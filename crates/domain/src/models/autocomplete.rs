//! Autocomplete suggestion models.

use serde::{Deserialize, Serialize};

use crate::serde_helpers::empty_string_as_none;

/// Source table of a suggestion.
#[derive(Debug, Clone, Copy, Serialize, Deserialize, PartialEq, Eq)]
#[serde(rename_all = "lowercase")]
pub enum SuggestionType {
    Mantra,
    Deity,
    Category,
}

#[derive(Debug, Clone, Serialize, Deserialize, PartialEq, Eq)]
pub struct Suggestion {
    pub text: String,
    #[serde(rename = "type")]
    pub kind: SuggestionType,
}

impl Suggestion {
    pub fn new(text: impl Into<String>, kind: SuggestionType) -> Self {
        Self {
            text: text.into(),
            kind,
        }
    }
}

#[derive(Debug, Clone, Default, Deserialize)]
pub struct AutocompleteQuery {
    #[serde(default)]
    pub q: Option<String>,
    #[serde(default, deserialize_with = "empty_string_as_none")]
    pub limit: Option<i64>,
}

#[derive(Debug, Clone, Serialize)]
pub struct AutocompleteResponse {
    pub suggestions: Vec<Suggestion>,
}

impl AutocompleteResponse {
    pub fn empty() -> Self {
        Self {
            suggestions: Vec::new(),
        }
    }
}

> _Work task_:
Word for word, restate the line that contains "pub enum SuggestionType" and each line after it, up to and including the last line of the listing; include nothing else.

> _Exercise result_:
pub enum SuggestionType {
    Mantra,
    Deity,
    Category,
}

#[derive(Debug, Clone, Serialize, Deserialize, PartialEq, Eq)]
pub struct Suggestion {
    pub text: String,
    #[serde(rename = "type")]
    pub kind: SuggestionType,
}

impl Suggestion {
    pub fn new(text: impl Into<String>, kind: SuggestionType) -> Self {
        Self {
            text: text.into(),
            kind,
        }
    }
}

#[derive(Debug, Clone, Default, Deserialize)]
pub struct AutocompleteQuery {
    #[serde(default)]
    pub q: Option<String>,
    #[serde(default, deserialize_with = "empty_string_as_none")]
    pub limit: Option<i64>,
}

#[derive(Debug, Clone, Serialize)]
pub struct AutocompleteResponse {
    pub suggestions: Vec<Suggestion>,
}

impl AutocompleteResponse {
    pub fn empty() -> Self {
        Self {
            suggestions: Vec::new(),
        }
    }
}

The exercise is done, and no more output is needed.